<<<<

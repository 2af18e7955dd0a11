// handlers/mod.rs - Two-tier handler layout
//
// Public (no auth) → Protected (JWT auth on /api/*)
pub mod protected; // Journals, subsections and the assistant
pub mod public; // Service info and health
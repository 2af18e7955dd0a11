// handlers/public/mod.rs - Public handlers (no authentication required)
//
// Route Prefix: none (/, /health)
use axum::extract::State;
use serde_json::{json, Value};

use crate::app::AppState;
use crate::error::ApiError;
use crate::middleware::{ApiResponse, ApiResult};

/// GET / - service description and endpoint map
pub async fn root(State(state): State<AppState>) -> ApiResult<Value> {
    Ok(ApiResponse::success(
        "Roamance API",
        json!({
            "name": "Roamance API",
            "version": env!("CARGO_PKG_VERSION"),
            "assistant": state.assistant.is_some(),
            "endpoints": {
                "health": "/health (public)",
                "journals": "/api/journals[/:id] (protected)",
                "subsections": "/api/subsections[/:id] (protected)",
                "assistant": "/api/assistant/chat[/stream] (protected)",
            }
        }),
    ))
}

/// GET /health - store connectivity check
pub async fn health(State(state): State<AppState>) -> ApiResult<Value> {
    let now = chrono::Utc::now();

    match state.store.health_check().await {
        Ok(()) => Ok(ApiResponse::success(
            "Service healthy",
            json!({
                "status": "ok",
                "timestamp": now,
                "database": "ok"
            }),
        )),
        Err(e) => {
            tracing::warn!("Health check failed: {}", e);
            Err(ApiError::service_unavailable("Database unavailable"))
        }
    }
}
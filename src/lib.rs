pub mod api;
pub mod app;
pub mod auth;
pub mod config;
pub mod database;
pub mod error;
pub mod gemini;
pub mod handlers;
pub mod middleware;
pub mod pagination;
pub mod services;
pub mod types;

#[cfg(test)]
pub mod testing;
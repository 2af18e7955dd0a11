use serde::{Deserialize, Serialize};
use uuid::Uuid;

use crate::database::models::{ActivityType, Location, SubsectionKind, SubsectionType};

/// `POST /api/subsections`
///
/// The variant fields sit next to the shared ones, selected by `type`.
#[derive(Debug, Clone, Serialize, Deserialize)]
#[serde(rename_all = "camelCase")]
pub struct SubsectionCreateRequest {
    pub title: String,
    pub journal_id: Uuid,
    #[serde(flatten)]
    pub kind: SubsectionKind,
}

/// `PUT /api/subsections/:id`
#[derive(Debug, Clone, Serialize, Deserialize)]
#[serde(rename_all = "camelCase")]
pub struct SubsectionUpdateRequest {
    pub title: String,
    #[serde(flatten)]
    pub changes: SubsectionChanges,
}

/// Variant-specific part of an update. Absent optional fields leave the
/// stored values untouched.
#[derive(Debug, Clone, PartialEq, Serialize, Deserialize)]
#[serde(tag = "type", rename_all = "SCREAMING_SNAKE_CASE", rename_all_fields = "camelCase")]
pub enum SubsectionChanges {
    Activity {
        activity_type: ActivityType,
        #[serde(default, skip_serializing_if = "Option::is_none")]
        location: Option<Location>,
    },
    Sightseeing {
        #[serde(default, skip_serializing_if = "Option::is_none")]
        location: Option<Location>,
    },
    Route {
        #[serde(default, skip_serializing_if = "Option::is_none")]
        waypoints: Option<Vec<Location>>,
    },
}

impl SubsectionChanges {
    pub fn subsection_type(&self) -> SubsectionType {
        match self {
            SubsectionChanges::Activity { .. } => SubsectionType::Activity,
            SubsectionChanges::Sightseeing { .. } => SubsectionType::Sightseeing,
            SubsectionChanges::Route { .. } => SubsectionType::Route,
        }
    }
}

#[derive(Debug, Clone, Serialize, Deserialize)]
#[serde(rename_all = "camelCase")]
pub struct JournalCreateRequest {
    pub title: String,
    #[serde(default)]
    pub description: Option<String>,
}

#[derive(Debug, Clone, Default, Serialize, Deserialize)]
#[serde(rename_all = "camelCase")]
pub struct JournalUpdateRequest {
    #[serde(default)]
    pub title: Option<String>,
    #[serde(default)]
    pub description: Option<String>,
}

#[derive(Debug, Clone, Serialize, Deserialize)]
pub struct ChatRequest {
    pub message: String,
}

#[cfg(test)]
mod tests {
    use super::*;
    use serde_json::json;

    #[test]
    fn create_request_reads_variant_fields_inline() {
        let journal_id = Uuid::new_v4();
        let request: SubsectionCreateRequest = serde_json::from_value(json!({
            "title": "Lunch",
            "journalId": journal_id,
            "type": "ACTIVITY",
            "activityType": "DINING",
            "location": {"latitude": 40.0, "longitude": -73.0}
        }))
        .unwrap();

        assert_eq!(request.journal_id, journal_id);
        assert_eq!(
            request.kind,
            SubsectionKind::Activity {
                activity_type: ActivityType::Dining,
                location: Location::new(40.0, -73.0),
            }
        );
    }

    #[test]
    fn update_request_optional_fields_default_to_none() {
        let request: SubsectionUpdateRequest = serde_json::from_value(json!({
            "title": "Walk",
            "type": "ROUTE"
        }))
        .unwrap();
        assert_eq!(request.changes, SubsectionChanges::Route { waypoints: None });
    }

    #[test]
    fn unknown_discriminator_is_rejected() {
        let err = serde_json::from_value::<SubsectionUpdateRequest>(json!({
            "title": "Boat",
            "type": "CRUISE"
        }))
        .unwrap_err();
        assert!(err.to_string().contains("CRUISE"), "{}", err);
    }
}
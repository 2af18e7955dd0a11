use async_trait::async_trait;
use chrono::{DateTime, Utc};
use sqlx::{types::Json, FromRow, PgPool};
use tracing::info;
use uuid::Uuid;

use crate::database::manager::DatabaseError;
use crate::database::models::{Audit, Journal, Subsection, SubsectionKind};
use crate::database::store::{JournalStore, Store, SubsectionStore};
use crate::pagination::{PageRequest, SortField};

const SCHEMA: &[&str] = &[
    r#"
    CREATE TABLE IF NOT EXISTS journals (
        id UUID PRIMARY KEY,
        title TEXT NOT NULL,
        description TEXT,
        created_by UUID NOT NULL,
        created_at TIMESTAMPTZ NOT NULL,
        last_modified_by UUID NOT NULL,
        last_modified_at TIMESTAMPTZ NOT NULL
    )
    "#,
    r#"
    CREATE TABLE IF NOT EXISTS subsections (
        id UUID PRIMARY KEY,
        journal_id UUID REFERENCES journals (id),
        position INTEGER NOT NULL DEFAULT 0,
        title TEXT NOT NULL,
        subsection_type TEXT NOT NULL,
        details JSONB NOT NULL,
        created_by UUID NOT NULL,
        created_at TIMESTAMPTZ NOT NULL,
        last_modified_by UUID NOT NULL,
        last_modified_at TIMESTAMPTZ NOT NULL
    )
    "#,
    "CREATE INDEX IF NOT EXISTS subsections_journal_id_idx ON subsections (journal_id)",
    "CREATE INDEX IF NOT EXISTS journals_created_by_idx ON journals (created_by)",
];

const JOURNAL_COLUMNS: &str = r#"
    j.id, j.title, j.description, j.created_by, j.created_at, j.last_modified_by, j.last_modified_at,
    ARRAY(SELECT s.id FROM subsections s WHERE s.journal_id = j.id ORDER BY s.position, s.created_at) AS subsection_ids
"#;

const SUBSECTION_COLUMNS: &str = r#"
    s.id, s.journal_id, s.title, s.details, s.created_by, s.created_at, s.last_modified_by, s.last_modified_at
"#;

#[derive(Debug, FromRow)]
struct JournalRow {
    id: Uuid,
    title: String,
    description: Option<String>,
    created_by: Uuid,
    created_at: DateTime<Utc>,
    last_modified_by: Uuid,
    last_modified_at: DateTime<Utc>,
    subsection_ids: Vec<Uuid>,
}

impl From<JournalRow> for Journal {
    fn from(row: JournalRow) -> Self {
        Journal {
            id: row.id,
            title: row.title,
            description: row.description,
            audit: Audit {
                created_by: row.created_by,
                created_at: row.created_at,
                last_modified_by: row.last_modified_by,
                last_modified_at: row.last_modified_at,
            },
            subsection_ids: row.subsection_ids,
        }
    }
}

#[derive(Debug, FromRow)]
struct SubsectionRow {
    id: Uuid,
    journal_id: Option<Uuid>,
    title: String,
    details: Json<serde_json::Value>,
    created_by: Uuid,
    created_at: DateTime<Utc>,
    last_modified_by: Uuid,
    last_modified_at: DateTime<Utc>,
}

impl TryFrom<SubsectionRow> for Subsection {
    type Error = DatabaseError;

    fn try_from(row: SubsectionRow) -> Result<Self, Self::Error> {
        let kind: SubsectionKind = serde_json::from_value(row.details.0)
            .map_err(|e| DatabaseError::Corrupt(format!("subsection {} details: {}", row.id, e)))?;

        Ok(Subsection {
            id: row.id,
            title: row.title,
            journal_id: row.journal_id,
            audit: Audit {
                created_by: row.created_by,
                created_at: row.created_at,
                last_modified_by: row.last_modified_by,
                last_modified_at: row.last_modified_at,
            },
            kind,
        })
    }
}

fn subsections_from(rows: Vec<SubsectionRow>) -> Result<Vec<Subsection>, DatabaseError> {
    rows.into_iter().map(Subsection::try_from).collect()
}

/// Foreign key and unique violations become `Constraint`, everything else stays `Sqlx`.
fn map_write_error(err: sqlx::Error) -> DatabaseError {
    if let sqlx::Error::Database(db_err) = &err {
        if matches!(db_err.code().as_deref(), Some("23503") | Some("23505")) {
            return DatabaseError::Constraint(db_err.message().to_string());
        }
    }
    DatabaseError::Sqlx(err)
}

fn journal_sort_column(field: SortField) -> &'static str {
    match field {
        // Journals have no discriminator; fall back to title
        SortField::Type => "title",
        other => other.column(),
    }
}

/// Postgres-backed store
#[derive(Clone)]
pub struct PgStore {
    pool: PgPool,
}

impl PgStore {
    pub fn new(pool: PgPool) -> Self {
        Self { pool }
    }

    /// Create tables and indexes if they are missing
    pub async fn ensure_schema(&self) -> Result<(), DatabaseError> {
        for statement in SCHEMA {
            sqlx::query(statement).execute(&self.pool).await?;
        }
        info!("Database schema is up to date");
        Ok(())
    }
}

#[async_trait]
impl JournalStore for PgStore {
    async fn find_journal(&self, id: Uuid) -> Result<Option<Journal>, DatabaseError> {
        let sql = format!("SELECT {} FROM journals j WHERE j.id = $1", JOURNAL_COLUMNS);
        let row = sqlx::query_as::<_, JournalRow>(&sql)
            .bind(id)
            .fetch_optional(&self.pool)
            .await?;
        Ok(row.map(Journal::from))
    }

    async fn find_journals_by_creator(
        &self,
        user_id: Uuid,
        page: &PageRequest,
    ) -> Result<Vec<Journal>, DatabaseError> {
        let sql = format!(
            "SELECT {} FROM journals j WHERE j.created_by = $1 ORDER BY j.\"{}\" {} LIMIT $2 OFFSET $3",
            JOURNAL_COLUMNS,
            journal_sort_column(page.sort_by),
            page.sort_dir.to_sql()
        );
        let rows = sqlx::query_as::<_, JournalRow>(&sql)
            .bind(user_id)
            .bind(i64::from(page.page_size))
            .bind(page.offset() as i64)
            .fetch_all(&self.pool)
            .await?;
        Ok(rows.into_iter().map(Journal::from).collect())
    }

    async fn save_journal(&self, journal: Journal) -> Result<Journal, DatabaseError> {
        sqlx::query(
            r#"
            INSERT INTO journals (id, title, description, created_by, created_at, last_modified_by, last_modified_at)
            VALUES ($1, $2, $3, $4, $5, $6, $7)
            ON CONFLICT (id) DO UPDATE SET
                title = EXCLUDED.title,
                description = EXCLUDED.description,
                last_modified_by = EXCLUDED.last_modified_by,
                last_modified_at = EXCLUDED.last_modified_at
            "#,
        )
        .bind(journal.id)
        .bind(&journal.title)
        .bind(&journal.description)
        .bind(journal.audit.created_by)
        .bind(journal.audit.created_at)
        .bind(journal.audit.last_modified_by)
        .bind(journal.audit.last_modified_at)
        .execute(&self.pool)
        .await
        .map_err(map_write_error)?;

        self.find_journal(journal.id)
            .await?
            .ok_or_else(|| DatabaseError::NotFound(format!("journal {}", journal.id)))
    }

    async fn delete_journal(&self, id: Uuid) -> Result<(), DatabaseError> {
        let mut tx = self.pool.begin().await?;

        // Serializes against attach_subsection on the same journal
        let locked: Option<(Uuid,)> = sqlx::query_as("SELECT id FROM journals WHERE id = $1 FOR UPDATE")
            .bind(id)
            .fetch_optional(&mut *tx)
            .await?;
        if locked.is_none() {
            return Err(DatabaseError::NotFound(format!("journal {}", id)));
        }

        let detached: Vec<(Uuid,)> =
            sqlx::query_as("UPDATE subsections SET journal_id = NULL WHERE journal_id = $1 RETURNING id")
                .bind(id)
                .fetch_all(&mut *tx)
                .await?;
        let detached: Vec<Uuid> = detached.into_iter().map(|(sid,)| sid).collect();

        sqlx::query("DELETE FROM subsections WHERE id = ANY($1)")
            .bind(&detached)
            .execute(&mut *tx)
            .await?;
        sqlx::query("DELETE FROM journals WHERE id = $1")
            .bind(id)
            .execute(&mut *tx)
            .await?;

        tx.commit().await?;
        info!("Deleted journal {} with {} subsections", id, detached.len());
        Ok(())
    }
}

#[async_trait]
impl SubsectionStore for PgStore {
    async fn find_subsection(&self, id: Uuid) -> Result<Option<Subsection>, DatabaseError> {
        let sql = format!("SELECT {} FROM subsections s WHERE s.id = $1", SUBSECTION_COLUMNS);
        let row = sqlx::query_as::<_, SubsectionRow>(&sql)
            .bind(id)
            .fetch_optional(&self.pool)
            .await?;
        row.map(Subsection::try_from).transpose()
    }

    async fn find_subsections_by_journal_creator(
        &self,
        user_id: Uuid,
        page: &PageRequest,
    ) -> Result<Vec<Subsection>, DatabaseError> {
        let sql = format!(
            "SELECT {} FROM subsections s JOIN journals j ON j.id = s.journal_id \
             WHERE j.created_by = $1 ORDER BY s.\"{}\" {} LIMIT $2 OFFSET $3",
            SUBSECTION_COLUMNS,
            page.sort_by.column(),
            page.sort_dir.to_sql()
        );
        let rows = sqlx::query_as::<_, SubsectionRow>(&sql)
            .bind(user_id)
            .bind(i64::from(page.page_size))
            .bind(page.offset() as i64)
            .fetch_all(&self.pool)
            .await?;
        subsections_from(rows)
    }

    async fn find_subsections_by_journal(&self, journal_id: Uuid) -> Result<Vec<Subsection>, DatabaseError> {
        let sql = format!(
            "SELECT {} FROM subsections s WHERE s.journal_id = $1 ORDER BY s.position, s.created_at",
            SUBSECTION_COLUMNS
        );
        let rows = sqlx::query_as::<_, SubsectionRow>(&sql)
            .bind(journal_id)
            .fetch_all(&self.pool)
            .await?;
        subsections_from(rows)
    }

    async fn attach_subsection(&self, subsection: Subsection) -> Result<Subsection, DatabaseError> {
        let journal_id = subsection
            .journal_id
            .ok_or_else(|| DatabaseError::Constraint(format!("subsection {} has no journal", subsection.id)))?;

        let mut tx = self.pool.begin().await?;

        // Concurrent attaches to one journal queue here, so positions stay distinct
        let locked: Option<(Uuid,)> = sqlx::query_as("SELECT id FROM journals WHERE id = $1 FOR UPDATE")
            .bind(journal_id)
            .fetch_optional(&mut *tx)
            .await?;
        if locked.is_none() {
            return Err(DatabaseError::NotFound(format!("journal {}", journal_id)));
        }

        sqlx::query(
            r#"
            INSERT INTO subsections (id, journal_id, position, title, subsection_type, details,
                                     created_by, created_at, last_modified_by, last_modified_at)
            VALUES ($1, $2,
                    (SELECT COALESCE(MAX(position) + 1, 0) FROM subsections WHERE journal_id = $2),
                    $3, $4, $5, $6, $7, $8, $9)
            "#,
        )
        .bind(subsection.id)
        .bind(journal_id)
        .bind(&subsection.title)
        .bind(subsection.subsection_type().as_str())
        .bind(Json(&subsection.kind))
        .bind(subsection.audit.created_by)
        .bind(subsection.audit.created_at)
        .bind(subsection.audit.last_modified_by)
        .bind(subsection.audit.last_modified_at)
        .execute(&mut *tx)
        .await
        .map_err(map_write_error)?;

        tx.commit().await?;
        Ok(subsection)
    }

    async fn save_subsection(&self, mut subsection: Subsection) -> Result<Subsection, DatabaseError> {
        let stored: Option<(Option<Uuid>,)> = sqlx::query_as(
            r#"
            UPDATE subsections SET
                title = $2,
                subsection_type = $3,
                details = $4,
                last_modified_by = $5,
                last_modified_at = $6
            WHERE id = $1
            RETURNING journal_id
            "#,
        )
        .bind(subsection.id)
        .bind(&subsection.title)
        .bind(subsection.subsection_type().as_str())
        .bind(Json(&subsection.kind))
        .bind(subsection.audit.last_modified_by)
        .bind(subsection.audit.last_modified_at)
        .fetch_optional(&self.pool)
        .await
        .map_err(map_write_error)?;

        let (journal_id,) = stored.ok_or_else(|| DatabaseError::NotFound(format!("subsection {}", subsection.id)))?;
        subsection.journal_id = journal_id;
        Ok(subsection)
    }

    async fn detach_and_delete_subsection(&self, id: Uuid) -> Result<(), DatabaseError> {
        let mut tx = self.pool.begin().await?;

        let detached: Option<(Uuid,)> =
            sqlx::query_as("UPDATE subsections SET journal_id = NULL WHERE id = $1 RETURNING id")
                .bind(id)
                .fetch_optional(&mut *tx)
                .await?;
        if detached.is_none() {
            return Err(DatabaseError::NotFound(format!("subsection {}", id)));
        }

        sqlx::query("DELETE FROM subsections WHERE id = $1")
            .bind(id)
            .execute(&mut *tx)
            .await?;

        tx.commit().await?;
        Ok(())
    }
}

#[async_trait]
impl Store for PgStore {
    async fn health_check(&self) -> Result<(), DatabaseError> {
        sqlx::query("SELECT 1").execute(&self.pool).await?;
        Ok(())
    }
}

>>>>

**Exercise goal**
Every line of the records containing the word "ApiError" must appear in the answer.

**Answer section**
use crate::error::ApiError;
            Err(ApiError::service_unavailable("Database unavailable"))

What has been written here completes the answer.